Start of Block

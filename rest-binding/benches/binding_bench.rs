//! Collection and binding benchmarks
//!
//! These benchmarks measure:
//! - Route collection across hierarchies of growing depth
//! - Argument binding for query, path and body parameters

use criterion::{BenchmarkId, Criterion, criterion_group, criterion_main};
use rest_binding::prelude::*;
use std::hint::black_box;
use std::sync::Arc;

fn echo_api() -> Arc<TypeDescriptor> {
    TypeDescriptor::interface("InterfaceRest")
        .annotate(Annotation::path("interface"))
        .annotate(Annotation::produces(["application/json"]))
        .method(
            MethodDescriptor::new("echo")
                .annotate(Annotation::Get)
                .annotate(Annotation::path("echo"))
                .param(ParamDescriptor::new(TypeRef::string()).query("name")),
        )
        .method(
            MethodDescriptor::new("find")
                .annotate(Annotation::Get)
                .annotate(Annotation::path("users/{id:[0-9]+}"))
                .param(ParamDescriptor::new(TypeRef::long()).path("id"))
                .param(ParamDescriptor::new(TypeRef::integer()).query("limit")),
        )
        .method(
            MethodDescriptor::new("create")
                .annotate(Annotation::Post)
                .annotate(Annotation::consumes(["application/json"]))
                .param(ParamDescriptor::new(TypeRef::named("User"))),
        )
        .build()
}

/// An implementation below `depth` abstract intermediates.
fn hierarchy(depth: usize) -> Arc<TypeDescriptor> {
    let mut parent: Option<Arc<TypeDescriptor>> = None;
    for level in 0..depth {
        let mut builder = TypeDescriptor::abstract_class(format!("Level{level}"))
            .implements(echo_api());
        if let Some(parent) = parent.take() {
            builder = builder.extends(parent);
        }
        parent = Some(builder.build());
    }

    let mut builder = TypeDescriptor::class("Impl")
        .implements(echo_api())
        .method(MethodDescriptor::new("echo").param(ParamDescriptor::new(TypeRef::string())))
        .method(
            MethodDescriptor::new("find")
                .param(ParamDescriptor::new(TypeRef::long()))
                .param(ParamDescriptor::new(TypeRef::integer())),
        );
    if let Some(parent) = parent {
        builder = builder.extends(parent);
    }
    builder.build()
}

// =============================================================================
// Collection Benchmarks
// =============================================================================

fn bench_collect(c: &mut Criterion) {
    let mut group = c.benchmark_group("collect");

    for depth in [0usize, 2, 8].iter() {
        let ty = hierarchy(*depth);
        group.bench_with_input(BenchmarkId::from_parameter(depth), depth, |b, _| {
            b.iter(|| black_box(collect(&ty).unwrap()))
        });
    }

    group.finish();
}

// =============================================================================
// Binding Benchmarks
// =============================================================================

fn bench_get_arguments(c: &mut Criterion) {
    let mut group = c.benchmark_group("get_arguments");

    let table = collect(&hierarchy(0)).unwrap();
    let config = RestConfig::default();
    let readers = ReaderFactory::new(config.clone());
    let providers = ContextProviderFactory::new(config);
    let beans = BeanFactory::new();

    let cases = [
        ("query", "echo", HttpRequest::get("/interface/echo?name=hello%20world")),
        ("regex_path", "find", HttpRequest::get("/interface/users/42?limit=10")),
        (
            "json_body",
            "create",
            HttpRequest::post("/interface").with_body(r#"{"name":"ann","roles":["admin"]}"#),
        ),
    ];

    for (label, method, request) in cases {
        let entry = table.find_by_name(method).unwrap();
        group.bench_function(label, |b| {
            b.iter(|| {
                let mut request = request.clone();
                black_box(
                    get_arguments(
                        &entry.method,
                        &entry.definition,
                        &mut request,
                        &readers,
                        &providers,
                        &beans,
                    )
                    .unwrap(),
                )
            })
        });
    }

    group.finish();
}

criterion_group!(benches, bench_collect, bench_get_arguments);
criterion_main!(benches);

End of Block

* What to produce
In the records above, some lines may contain the word "create"; copy every one of them.

* Response to this task
            MethodDescriptor::new("create")
            "create",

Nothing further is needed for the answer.